Provided entries: Begin

//! Shared fixtures: a scripted upstream provider that records every call,
//! and helpers for building weekday bar series.

#![allow(dead_code)]

use chrono::{Datelike, NaiveDate, Weekday};
use regimelab_core::clock::{Clock, FixedClock};
use regimelab_core::data::{
    BarCache, DataError, DataProvider, DataSource, FetchResult, FetchSpan, SyncOrchestrator,
};
use regimelab_core::domain::{Bar, BarSeries, Interval};
use std::collections::{HashMap, HashSet};
use std::sync::atomic::{AtomicBool, Ordering};
use std::sync::{Arc, Mutex};

pub fn d(s: &str) -> NaiveDate {
    NaiveDate::parse_from_str(s, "%Y-%m-%d").unwrap()
}

/// Weekdays in `[start, end]`.
pub fn weekdays(start: NaiveDate, end: NaiveDate) -> Vec<NaiveDate> {
    start
        .iter_days()
        .take_while(|day| *day <= end)
        .filter(|day| !matches!(day.weekday(), Weekday::Sat | Weekday::Sun))
        .collect()
}

pub fn bar(date: NaiveDate, close: f64) -> Bar {
    Bar {
        date,
        open: close,
        high: close + 1.0,
        low: close - 1.0,
        close,
        volume: 1_000,
    }
}

/// One bar per weekday in `[start, end]`, close given by the bar index.
pub fn weekday_series(start: NaiveDate, end: NaiveDate, close: impl Fn(usize) -> f64) -> BarSeries {
    weekdays(start, end)
        .into_iter()
        .enumerate()
        .map(|(i, day)| bar(day, close(i)))
        .collect()
}

#[derive(Debug, Clone, Copy, PartialEq, Eq)]
pub struct Call {
    pub span: FetchSpan,
    pub interval: Interval,
}

/// Upstream stand-in. Serves whatever bars were registered per symbol,
/// filtered to the requested span, and records each call.
pub struct MockProvider {
    clock: Arc<FixedClock>,
    data: Mutex<HashMap<String, BarSeries>>,
    failing: Mutex<HashSet<String>>,
    available: AtomicBool,
    calls: Mutex<Vec<(String, Call)>>,
}

impl MockProvider {
    pub fn new(clock: Arc<FixedClock>) -> Self {
        Self {
            clock,
            data: Mutex::new(HashMap::new()),
            failing: Mutex::new(HashSet::new()),
            available: AtomicBool::new(true),
            calls: Mutex::new(Vec::new()),
        }
    }

    pub fn set_series(&self, symbol: &str, series: BarSeries) {
        self.data.lock().unwrap().insert(symbol.to_string(), series);
    }

    pub fn set_failing(&self, symbol: &str, failing: bool) {
        let mut set = self.failing.lock().unwrap();
        if failing {
            set.insert(symbol.to_string());
        } else {
            set.remove(symbol);
        }
    }

    pub fn set_available(&self, available: bool) {
        self.available.store(available, Ordering::SeqCst);
    }

    pub fn calls(&self) -> Vec<(String, Call)> {
        self.calls.lock().unwrap().clone()
    }

    pub fn calls_for(&self, symbol: &str) -> Vec<Call> {
        self.calls()
            .into_iter()
            .filter(|(s, _)| s == symbol)
            .map(|(_, c)| c)
            .collect()
    }

    pub fn call_count(&self) -> usize {
        self.calls.lock().unwrap().len()
    }

    pub fn reset_calls(&self) {
        self.calls.lock().unwrap().clear();
    }
}

impl DataProvider for MockProvider {
    fn name(&self) -> &str {
        "mock"
    }

    fn fetch(
        &self,
        symbol: &str,
        span: FetchSpan,
        interval: Interval,
    ) -> Result<FetchResult, DataError> {
        self.calls
            .lock()
            .unwrap()
            .push((symbol.to_string(), Call { span, interval }));

        if self.failing.lock().unwrap().contains(symbol) {
            return Err(DataError::NetworkUnreachable("scripted failure".into()));
        }

        let today = self.clock.today();
        let (start, end) = match span {
            FetchSpan::Period(period) => (period.start_from(today), Some(today)),
            FetchSpan::Range { start, end } => (Some(start), Some(end)),
        };
        let bars = self
            .data
            .lock()
            .unwrap()
            .get(symbol)
            .map(|s| s.slice(start, end))
            .unwrap_or_default();
        if bars.is_empty() {
            return Err(DataError::NoData {
                symbol: symbol.to_string(),
            });
        }
        Ok(FetchResult {
            symbol: symbol.to_string(),
            bars,
            source: DataSource::Mock,
        })
    }

    fn is_available(&self) -> bool {
        self.available.load(Ordering::SeqCst)
    }
}

/// A temp cache dir, a pinned clock, a mock provider and an orchestrator
/// wired together.
pub struct Harness {
    pub dir: tempfile::TempDir,
    pub clock: Arc<FixedClock>,
    pub provider: Arc<MockProvider>,
    pub sync: Arc<SyncOrchestrator>,
}

impl Harness {
    pub fn new(today: NaiveDate) -> Self {
        let dir = tempfile::tempdir().unwrap();
        let clock = Arc::new(FixedClock::new(today));
        let provider = Arc::new(MockProvider::new(clock.clone()));
        let sync = Arc::new(
            SyncOrchestrator::new(provider.clone(), BarCache::new(dir.path())).with_clock(clock.clone()),
        );
        Self {
            dir,
            clock,
            provider,
            sync,
        }
    }

    pub fn cache(&self) -> &BarCache {
        self.sync.cache()
    }
}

Provided entries: End

* **Exercise**: Gather from the entries above all lines that include the string "today".

* **Problem solution**:
        let today = self.clock.today();
            FetchSpan::Period(period) => (period.start_from(today), Some(today)),
    pub fn new(today: NaiveDate) -> Self {
        let clock = Arc::new(FixedClock::new(today));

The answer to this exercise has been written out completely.